A phosphor layer 17 is formed on the side faces of the transverse walls 16A and the vertical walls 16B of the partition unit 16 and the face of the column-electrode protective layer 15 which face toward each discharge cell C3, so as to cover all these five faces. The arrangement of the colors of the phosphor layers 17 is the three primary colors, red, green and blue, in sequence in the row direction in the respective discharge cells C3.

The MgO layer 13 covering the additional dielectric layers 12A is in contact with the display-side faces of the transparent walls 16A of the partition units 16 (see FIG. 17), whereby each additional dielectric layer 12A blocks off the discharge cell C3 and the interstice SL from each other. However, the display-side face of the vertical wall 16B is out of contact with the MgO layer 13 (see FIG. 18), to form a clearance r1 therebetween, so that the adjacent discharge cells C3 in the row direction communicate with each other by means of the clearance r1.

The discharge space S is filled with a discharge gas including xenon.

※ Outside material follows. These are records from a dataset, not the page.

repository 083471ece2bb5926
//! Page chrome: header with the home link, content container, and footer.

use crate::web::components::Footer;
use leptos::prelude::*;

/// Wraps routes with a header, content container, and the session footer.
#[component]
pub fn AppShell(home_url: String, children: Children) -> impl IntoView {
    view! {
        <div class="min-h-screen flex flex-col">
            <header class="border-gray-200 dark:bg-gray-900">
                <div class="max-w-screen-xl flex items-center mx-auto p-4">
                    <a href=home_url class="flex items-center space-x-3">
                        <span class="font-semibold whitespace-nowrap dark:text-white">"Linkr"</span>
                    </a>
                </div>
            </header>
            <main class="flex-1">
                <div class="container mx-auto p-4 mt-6">{children()}</div>
            </main>
            <Footer />
        </div>
    }
}
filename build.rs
fn main() {
    built::write_built_file().expect("Failed to acquire build-time information");
}
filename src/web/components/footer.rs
//! Footer with the logged-in username and account/logout actions. Renders
//! nothing without a username.

use super::ui::{Button, ButtonVariant};
use crate::{
    session::{FooterAction, FooterModel},
    web::{platform::assign_location, session::use_session},
};
use leptos::{ev::MouseEvent, prelude::*};

#[component]
pub fn Footer() -> impl IntoView {
    let Some(session) = use_session() else {
        return ().into_any();
    };
    let status = session.status;
    let model = Memo::new(move |_| status.with(FooterModel::from_status));

    view! {
        {move || {
            model
                .get()
                .map(|footer| {
                    let buttons = footer
                        .actions
                        .into_iter()
                        .map(|action| {
                            let session = session.clone();
                            let on_click = Callback::new(move |_: MouseEvent| match action {
                                FooterAction::Account => {
                                    if let Some(target) = action.target(session.endpoints()) {
                                        assign_location(target);
                                    }
                                }
                                FooterAction::Logout => session.logout(),
                            });
                            view! {
                                <Button variant=ButtonVariant::Compact on_click=on_click>
                                    {action.label()}
                                </Button>
                            }
                        })
                        .collect_view();

                    view! {
                        <footer class="bg-gray-800 text-gray-100 px-4 py-3 flex items-center justify-between">
                            <div>
                                <p class="hidden sm:block text-xs text-gray-400">{footer.caption}</p>
                                <span class="text-sm font-bold">{footer.username}</span>
                            </div>
                            <div class="text-right">{buttons}</div>
                        </footer>
                    }
                })
        }}
    }
    .into_any()
}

As in the case of the first embodiment example, included among MgO crystals used for forming the MgO layer 13, is a single crystal obtained by performing vapor-phase oxidation on magnesium steam generated by heating magnesium by a vapor-phase oxidation technique; for example, a vapor-phase MgO single crystal causing CL emission having a peak within a wavelength range of 200 nm to 300 nm (in particular, 235 nm) upon being excited by an electron beam. As the vapor-phase MgO single crystal, an MgO single crystal having a cubic single crystal structure as illustrated in the SEM photograph in FIG. 5, and an MgO single crystal having a cubic polycrystal structure of cubic crystals fitted to each other as illustrated in the SEM photograph in FIG. 6 are included for example.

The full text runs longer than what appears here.